Soon, however, their only brother Richard Quin enlists, and after a few months of training in England, during which his family sees him often, he ships off to the Continent, and they accompany him to Victoria Station in London.

“The space around the station had become one of those areas which, like cemeteries and the corridors of hospitals, are swinging on a turntable between the worlds… myriads of men in uniform, deformed by the weight of the kitbags on their backs, of women and children scurrying by their sides, those also deformed, by the weight of grief and stoicism… Above, a great dimly lit illuminated clock said that this was the hour. The occasion was the annulment of life, for what is life but being able to move according to the will?

“But the people who got out of the taxis and cars, all the men bent under their kitbags, were doing what their will would never want them to do, which it could never let them do, were it not in the custody of something outside them not certified to be wise or loyal. The clock said that there was not time to start that argument….”

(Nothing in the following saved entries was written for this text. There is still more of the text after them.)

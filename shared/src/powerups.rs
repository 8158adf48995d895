use crate::game_loop::LoopTimer;
use crate::physics::PhysicsWorld;
use crate::state::MatchState;
use crate::timers::Timers;
use crate::{
    Packet, PeerId, PowerUp, PowerUpId, PowerUpKind, Vector2, ABILITY_DURATION_MS,
    POWER_UP_LIFETIME_MS, POWER_UP_MARGIN, POWER_UP_SPAWN_MAX_MS, POWER_UP_SPAWN_MIN_MS,
    SIZE_BOOST_SCALE,
};
use log::debug;
use rand::rngs::StdRng;
use rand::{Rng, SeedableRng};
use serde::{Deserialize, Serialize};

/// A timed effect a power-up leaves on a player
#[derive(Debug, Clone, Copy, PartialEq, Eq, Hash, PartialOrd, Ord, Serialize, Deserialize)]
pub enum Ability {
    SpeedBoost,
    Size,
    SuperKick,
    Frozen,
}

impl Ability {
    /// Freeze lands on the opponents and lasts half as long as the buffs.
    pub fn duration_ms(self) -> u64 {
        match self {
            Ability::Frozen => ABILITY_DURATION_MS / 2,
            _ => ABILITY_DURATION_MS,
        }
    }

    /// Abilities currently switched on for a player.
    pub fn active_on(abilities: &crate::Abilities) -> Vec<Ability> {
        let mut active = Vec::new();
        if abilities.speed_boost {
            active.push(Ability::SpeedBoost);
        }
        if abilities.size_scale != 1.0 {
            active.push(Ability::Size);
        }
        if abilities.super_kick {
            active.push(Ability::SuperKick);
        }
        if abilities.frozen {
            active.push(Ability::Frozen);
        }
        active
    }
}

/// Places power-ups at random spots on a random 10-20s cadence and resolves
/// pickups into abilities.
#[derive(Debug, Clone)]
pub struct PowerUpSpawner {
    rng: StdRng,
    next_id: PowerUpId,
}

impl PowerUpSpawner {
    pub fn new(seed: u64) -> Self {
        PowerUpSpawner {
            rng: StdRng::seed_from_u64(seed),
            next_id: 1,
        }
    }

    /// Continues numbering after power-ups inherited from a previous authority.
    /// Numbering wraps back to 1 once the id space runs out.
    pub fn continue_after(&mut self, existing: &[PowerUp]) {
        let max = existing.iter().map(|p| p.id).max();
        if let Some(next) = max.and_then(|max| max.checked_add(1)) {
            self.next_id = self.next_id.max(next);
        }
    }

    pub fn schedule_next(&mut self, timers: &mut Timers<LoopTimer>, now_ms: u64) -> u64 {
        let delay = self
            .rng
            .gen_range(POWER_UP_SPAWN_MIN_MS..POWER_UP_SPAWN_MAX_MS);
        let at = now_ms + delay;
        timers.schedule(LoopTimer::SpawnPowerUp, at);
        at
    }

    /// Handles a due spawn timer. The next spawn is always rescheduled, but
    /// nothing appears while the match is paused or stopped.
    pub fn spawn(
        &mut self,
        state: &mut MatchState,
        world: &mut PhysicsWorld,
        timers: &mut Timers<LoopTimer>,
        now_ms: u64,
    ) -> Option<Packet> {
        self.schedule_next(timers, now_ms);
        if !state.running || state.paused {
            return None;
        }

        let field = *world.field();
        let id = self.next_id;
        self.next_id = id.checked_add(1).unwrap_or(1);

        let kind = PowerUpKind::ALL[self.rng.gen_range(0..PowerUpKind::ALL.len())];
        let position = Vector2::new(
            POWER_UP_MARGIN + self.rng.gen::<f32>() * (field.width - 2.0 * POWER_UP_MARGIN),
            POWER_UP_MARGIN + self.rng.gen::<f32>() * (field.height - 2.0 * POWER_UP_MARGIN),
        );

        state.power_ups.push(PowerUp {
            id,
            kind,
            position,
            spawned_at: now_ms,
        });
        world.add_sensor(id, position);
        timers.schedule(LoopTimer::ExpirePowerUp(id), now_ms + POWER_UP_LIFETIME_MS);

        debug!("Spawned {kind:?} power-up {id} at ({:.0}, {:.0})", position.x, position.y);
        Some(Packet::PowerUpSpawned {
            id,
            kind,
            x: position.x,
            y: position.y,
        })
    }

    /// Drops an uncollected power-up. Returns false if it was already gone.
    pub fn expire(&self, id: PowerUpId, state: &mut MatchState, world: &mut PhysicsWorld) -> bool {
        world.remove_sensor(id);
        let removed = state.take_power_up(id).is_some();
        if removed {
            debug!("Power-up {id} expired");
        }
        removed
    }

    /// Resolves a pickup. The first touch wins; later touches of the same id
    /// find nothing and return `None`.
    pub fn collect(
        &self,
        player_id: PeerId,
        power_up_id: PowerUpId,
        state: &mut MatchState,
        world: &mut PhysicsWorld,
        timers: &mut Timers<LoopTimer>,
        now_ms: u64,
    ) -> Option<Packet> {
        if !state.players.contains_key(&player_id) {
            return None;
        }
        let power_up = state.take_power_up(power_up_id)?;
        world.remove_sensor(power_up_id);
        timers.cancel(&LoopTimer::ExpirePowerUp(power_up_id));

        match power_up.kind {
            PowerUpKind::Speed => grant(player_id, Ability::SpeedBoost, state, world, timers, now_ms),
            PowerUpKind::Size => grant(player_id, Ability::Size, state, world, timers, now_ms),
            PowerUpKind::Kick => grant(player_id, Ability::SuperKick, state, world, timers, now_ms),
            PowerUpKind::Freeze => {
                for opponent in state.opponents_of(player_id) {
                    grant(opponent, Ability::Frozen, state, world, timers, now_ms);
                }
            }
        }

        debug!("Player {player_id} collected {:?} power-up {power_up_id}", power_up.kind);
        Some(Packet::PowerUpCollected {
            player_id,
            kind: power_up.kind,
            power_up_id,
        })
    }
}

/// Switches an ability on and (re)arms its expiry.
pub fn grant(
    player_id: PeerId,
    ability: Ability,
    state: &mut MatchState,
    world: &mut PhysicsWorld,
    timers: &mut Timers<LoopTimer>,
    now_ms: u64,
) {
    let Some(player) = state.players.get_mut(&player_id) else {
        return;
    };
    match ability {
        Ability::SpeedBoost => player.abilities.speed_boost = true,
        Ability::SuperKick => player.abilities.super_kick = true,
        Ability::Frozen => player.abilities.frozen = true,
        Ability::Size => {
            player.abilities.size_scale = SIZE_BOOST_SCALE;
            world.set_player_scale(player_id, SIZE_BOOST_SCALE);
        }
    }
    timers.schedule(
        LoopTimer::AbilityExpiry(player_id, ability),
        now_ms + ability.duration_ms(),
    );
}

/// Switches an ability off.
pub fn revoke(player_id: PeerId, ability: Ability, state: &mut MatchState, world: &mut PhysicsWorld) {
    let Some(player) = state.players.get_mut(&player_id) else {
        return;
    };
    match ability {
        Ability::SpeedBoost => player.abilities.speed_boost = false,
        Ability::SuperKick => player.abilities.super_kick = false,
        Ability::Frozen => player.abilities.frozen = false,
        Ability::Size => {
            player.abilities.size_scale = 1.0;
            world.set_player_scale(player_id, 1.0);
        }
    }
}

They were melting under the influence.

“A thread of sweet sound was spun into the night.” Rose and Richard Quin attend a party at which he charms the hostess in many ways, not least by playing his flute in the summer-house.

“Above us the sweet hollow voice rose and fell, doubled back on itself and glided forward, ubiquitous, tracing a pattern among the stars and another within us, behind our breast-bones,” and Rose finds herself thinking about the boy standing next to her, that if he wished she would marry him, though she had planned up to this point never to marry. “There was no need for an exceptional destiny.”

“My brother’s music was proclaiming that there would be a huge vacuum in the universe, a hole that would swallow all, if we did not fill it with something that the notes defined with a clarity forbidden to words.”

But then she begins to listen to Richard Quin, “with the special knowledge that came of being his sister, and I was astonished by the simplicity of the strangers. They were melting under the influence of a tenderness which they believed to be in his performance, but was not there. They were inventing it because they needed it. The music promised sweetness which was for himself alone. He ached with a desire to be in another place than this, where he would find that sweetness. If he felt concern whether they found this same delight for themselves, it left no trace in the sounds he made. And he felt no such concern; from this and that, over the years, I knew he did not.

“There was this excuse for his indifference, he had already discharged whatever debt he owed to them. He could speak of what they desired and they could not. Without him they would have been voiceless. With him their need pierced the night like the reply to the ray of a star.

“Yet surely that was not quite right, surely one never discharges one’s full debt to other people. But again that cannot be true, if the payment one makes is large enough. I could not work it out.”